Male Slut's (a.k.a. Thurston Moore) "Industrial Radio Blues" capitalizes on noisy-yet-coherent almost-no-wave, what Sonic Youth forgot to do in the closing millennium. He tosses Joey Ramone (R.I.P.) a kiss to seal the deal. "I'm Your Doctor Now" sees The Paper Chase's John Congleton warning, "Don't put your faith in these hands, your ass belongs to the Lord," and with big beats, piano and samples a'plenty, I have no choice but to obey. But didn't we already know this, John? Former "It" boy Devendra O Banhart's "Poughkeepsi" (demo version) sounds antiquated, like some circus performer circa 1850 from parts unknown, but strangely familiar all at once. Laura Veirs' "Icebound Stream" twists weird folk psych. This is The Beatles with acolyte Charlie Manson riding shotgun instead of Paul McCartney. Thanksgiving's "The 'In The Lake'" (don't get on me about the stupid name) is another whiner, a '60s throwback (recorded in one take and seemingly in front of a small audience) you'd expect to see in a Family Ties flashback, Elyse singing "Big Yellow Taxi," Steven rockin' the beard and bandana.
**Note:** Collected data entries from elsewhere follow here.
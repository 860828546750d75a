//! Time integration of deformable models.
//!
//! [`EulerMethod`] advances a [`DeformableModel`](crate::model::DeformableModel)
//! with explicit Euler steps until a [`StoppingCriterion`] is fulfilled, a
//! step no longer moves the surface, or the iteration limit is reached.
//! Progress is reported to [`Observer`]s.

mod euler;
mod observer;
mod stopping;

pub use euler::{
    clamp_displacements, EulerMethod, EulerOptions, OptimizerState, RunSummary, Termination,
};
pub use observer::{EventKind, Observer, OptimizerEvent};
pub use stopping::{MaxDisplacement, StoppingCriterion, ValueChange};
//! Point adjacency derived from a triangle list.

/// Compressed point adjacency of a triangle mesh.
///
/// Neighbors of each point are stored sorted and without duplicates in one
/// contiguous buffer, so a lookup is a slice borrow.
#[derive(Debug, Clone, Default)]
pub struct EdgeTable {
    offsets: Vec<usize>,
    neighbors: Vec<usize>,
}

impl EdgeTable {
    /// Build the table for `num_points` points from triangle faces.
    ///
    /// Face indices must be in range.
    pub fn from_faces(faces: &[[usize; 3]], num_points: usize) -> Self {
        let mut adjacency: Vec<Vec<usize>> = vec![Vec::new(); num_points];
        for face in faces {
            for i in 0..3 {
                let a = face[i];
                let b = face[(i + 1) % 3];
                adjacency[a].push(b);
                adjacency[b].push(a);
            }
        }
        Self::from_adjacency(adjacency)
    }

    /// Build the table from explicit undirected edges.
    pub fn from_edges(edges: &[(usize, usize)], num_points: usize) -> Self {
        let mut adjacency: Vec<Vec<usize>> = vec![Vec::new(); num_points];
        for &(a, b) in edges {
            if a != b {
                adjacency[a].push(b);
                adjacency[b].push(a);
            }
        }
        Self::from_adjacency(adjacency)
    }

    fn from_adjacency(mut adjacency: Vec<Vec<usize>>) -> Self {
        let mut offsets = Vec::with_capacity(adjacency.len() + 1);
        let mut neighbors = Vec::new();
        offsets.push(0);
        for list in &mut adjacency {
            list.sort_unstable();
            list.dedup();
            neighbors.extend_from_slice(list);
            offsets.push(neighbors.len());
        }
        Self { offsets, neighbors }
    }

    /// Number of points covered by the table.
    #[inline]
    pub fn num_points(&self) -> usize {
        self.offsets.len().saturating_sub(1)
    }

    /// Number of undirected edges.
    #[inline]
    pub fn num_edges(&self) -> usize {
        self.neighbors.len() / 2
    }

    /// Sorted neighbor ids of point `i`.
    #[inline]
    pub fn adjacent_points(&self, i: usize) -> &[usize] {
        &self.neighbors[self.offsets[i]..self.offsets[i + 1]]
    }

    /// Number of neighbors of point `i`.
    #[inline]
    pub fn degree(&self, i: usize) -> usize {
        self.offsets[i + 1] - self.offsets[i]
    }

    /// Whether `a` and `b` are connected.
    pub fn is_edge(&self, a: usize, b: usize) -> bool {
        self.adjacent_points(a).binary_search(&b).is_ok()
    }

    /// Iterate over undirected edges `(a, b)` with `a < b`.
    pub fn edges(&self) -> impl Iterator<Item = (usize, usize)> + '_ {
        (0..self.num_points()).flat_map(move |a| {
            self.adjacent_points(a)
                .iter()
                .filter(move |&&b| b > a)
                .map(move |&b| (a, b))
        })
    }
}

#[cfg(test)]
mod tests {
    use super::*;

    #[test]
    fn test_two_triangles() {
        let faces = vec![[0, 1, 2], [0, 2, 3]];
        let table = EdgeTable::from_faces(&faces, 4);

        assert_eq!(table.num_points(), 4);
        assert_eq!(table.num_edges(), 5);
        assert_eq!(table.adjacent_points(0), &[1, 2, 3]);
        assert_eq!(table.adjacent_points(1), &[0, 2]);
        assert_eq!(table.degree(2), 3);
        assert!(table.is_edge(0, 2));
        assert!(!table.is_edge(1, 3));

        let edges: Vec<_> = table.edges().collect();
        assert_eq!(edges, vec![(0, 1), (0, 2), (0, 3), (1, 2), (2, 3)]);
    }

    #[test]
    fn test_isolated_point() {
        let table = EdgeTable::from_edges(&[(0, 1)], 3);
        assert_eq!(table.adjacent_points(2), &[] as &[usize]);
        assert_eq!(table.num_edges(), 1);
    }

    #[test]
    fn test_empty() {
        let table = EdgeTable::from_faces(&[], 0);
        assert_eq!(table.num_points(), 0);
        assert_eq!(table.edges().count(), 0);
    }
}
Nedelle's "Begin to Breathe" might not be the most complicated song I've ever heard, but its airy "La la la la la la la la, lah lah, lah lah" is akin to stumbling upon a quirky-but-pleasing flick on Sundance or FLIX. Sahara Hotnights prove that chicks can throw down as well as anybody, covering one of the greatest punk rock songs of all time, "Rockaway Beach." It might sound a bit odd at first, four honeys from Sweden covering the Ramones, but these mamas are more than eye candy, as you can just picture Joey telling Rolling Stone or VH1 that, "I really dig what these girls have done with one of our best songs." Okay, so I'm a little biased. It's all because of that damn ad that ran in magazines (and my imagination) a year or two ago, you know the one, the one where Maria Andersson is punk-rock logos at the mic, mouth gaga agogo, all but making horny bastards lose it in their pants.

Sweet Heat's Tamar Berk's alto evokes Johnette Napolitano on "Oh Johnny," and is covered in sludgy post-Mudhoney grit, with a bit less noise but plenty of attitude and atmosphere. C Average keeps the sludge coming with a post-Sabbath doom and gloom instrumental with a flair for the psychedelic. "Stalwart (Main Title)" has balls, if anything.

I been through the desert on a horse with no name, it's good to rip off a song all the same. Though to be fair, with "Golden Cloud" (acoustic), Dead Meadow could be swiping ...The Dandy Warhols Come Down..., replete with loudly hypnotic acoustic guitar and drugged-out drone. It sounds good, so who gives? Closer The Decemberists' "Everything I Try to Do, Nothing Seems to Turn Out Right" keeps it honest with an organ-drenched mushy ballad. But all this Brit posing: I thought Portland was supposed to be cool?

So after 12 rounds of chords, cords, beats, and whores, we have a unanimous decision. By competitive but comfortable decision, it's Tracks over Fields. Congratulations Tracks, 2004 Indier-Than-Thou Champion of Rockville, USA.